─── Recorded data ───

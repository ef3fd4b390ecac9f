//! Configuration for BrightSpeak.

use serde::{Deserialize, Serialize};
use std::fs;
use std::path::{Path, PathBuf};

use crate::audio::SpeechOptions;
use crate::domain::{DomainError, DomainResult};

const CONFIG_FILE: &str = "brightspeak.toml";

/// BrightSpeak configuration.
#[derive(Debug, Clone, Deserialize, Serialize)]
#[serde(default)]
pub struct Config {
    /// Directory holding the database and, unless overridden, the logs.
    pub data_dir: PathBuf,
    /// Database file name inside `data_dir`.
    pub db_file: String,
    /// Text-to-speech settings.
    pub speech: SpeechOptions,
    /// Log file settings.
    pub logging: LoggingSettings,
}

impl Default for Config {
    fn default() -> Self {
        let data_dir = dirs::data_local_dir()
            .unwrap_or_else(|| PathBuf::from("."))
            .join("brightspeak");

        Self {
            data_dir,
            db_file: "brightspeak.db".to_string(),
            speech: SpeechOptions::default(),
            logging: LoggingSettings::default(),
        }
    }
}

/// Where a configuration came from and what went wrong on the way
///
/// Loading runs before logging is set up, so the caller replays these.
#[derive(Debug, Default, Clone)]
pub struct LoadReport {
    /// File the configuration was read from, `None` for defaults.
    pub source: Option<PathBuf>,
    /// Candidate files that existed but could not be loaded.
    pub warnings: Vec<String>,
}

impl Config {
    /// Load configuration with fallback chain.
    pub fn load(config_path: Option<&PathBuf>) -> DomainResult<Self> {
        Self::load_with_report(config_path).map(|(config, _)| config)
    }

    /// Load configuration with fallback chain, reporting the source and
    /// any skipped candidates.
    pub fn load_with_report(config_path: Option<&PathBuf>) -> DomainResult<(Self, LoadReport)> {
        // An explicit path must load
        if let Some(path) = config_path {
            let config = Self::load_from_file(path)?;
            let report = LoadReport {
                source: Some(path.clone()),
                warnings: Vec::new(),
            };
            return Ok((config, report));
        }

        let mut candidates = Vec::new();
        // Primary location: ~/.config/brightspeak/brightspeak.toml
        if let Some(config_dir) = dirs::config_dir() {
            candidates.push(config_dir.join("brightspeak").join(CONFIG_FILE));
        }
        // Fallback location: ./brightspeak.toml
        candidates.push(PathBuf::from(CONFIG_FILE));

        Ok(Self::load_first(&candidates))
    }

    fn load_first(candidates: &[PathBuf]) -> (Self, LoadReport) {
        let mut report = LoadReport::default();
        for path in candidates.iter().filter(|p| p.exists()) {
            match Self::load_from_file(path) {
                Ok(config) => {
                    report.source = Some(path.clone());
                    return (config, report);
                }
                Err(e) => {
                    let warning = format!("Failed to load config from {}: {}", path.display(), e);
                    log::warn!("{}", warning);
                    report.warnings.push(warning);
                }
            }
        }

        log::info!("No config file found, using defaults");
        (Self::default(), report)
    }

    fn load_from_file<P: AsRef<Path>>(path: P) -> DomainResult<Self> {
        let path = path.as_ref();
        let content = fs::read_to_string(path)
            .map_err(|e| DomainError::Config(format!("Failed to read {}: {}", path.display(), e)))?;

        let config: Self = toml::from_str(&content)
            .map_err(|e| DomainError::Config(format!("Failed to parse {}: {}", path.display(), e)))?;

        log::info!("Loaded config from: {}", path.display());
        Ok(config)
    }

    /// Path of the SQLite database.
    pub fn db_path(&self) -> PathBuf {
        self.data_dir.join(&self.db_file)
    }

    /// Directory for rolling log files.
    pub fn log_dir(&self) -> PathBuf {
        self.logging
            .dir
            .clone()
            .unwrap_or_else(|| self.data_dir.join("logs"))
    }

    /// Settings for the rolling logger.
    pub fn logger_config(&self) -> rolling_logger::LoggerConfig {
        rolling_logger::LoggerConfig {
            max_bytes: self.logging.max_bytes,
            max_files: self.logging.max_files,
            buffer_lines: self.logging.buffer_lines,
            ..Default::default()
        }
    }
}

/// Log file settings.
#[derive(Debug, Clone, Deserialize, Serialize)]
#[serde(default)]
pub struct LoggingSettings {
    /// Log directory (defaults to `<data_dir>/logs`).
    pub dir: Option<PathBuf>,
    /// Rotate once the active file reaches this size.
    pub max_bytes: u64,
    /// Rotated files to keep.
    pub max_files: usize,
    /// Recent lines kept in memory.
    pub buffer_lines: usize,
}

impl Default for LoggingSettings {
    fn default() -> Self {
        Self {
            dir: None,
            max_bytes: 1024 * 1024,
            max_files: 3,
            buffer_lines: 200,
        }
    }
}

───

◆ Task instructions:
Word for word, set down the lines from the beginning of the records through the line that holds "pub struct Config". Leave out the rest.

◆ Finished exercise:
repository ef3fd4b390ecac9f
//! Configuration for BrightSpeak.

use serde::{Deserialize, Serialize};
use std::fs;
use std::path::{Path, PathBuf};

use crate::audio::SpeechOptions;
use crate::domain::{DomainError, DomainResult};

const CONFIG_FILE: &str = "brightspeak.toml";

/// BrightSpeak configuration.
#[derive(Debug, Clone, Deserialize, Serialize)]
#[serde(default)]
pub struct Config {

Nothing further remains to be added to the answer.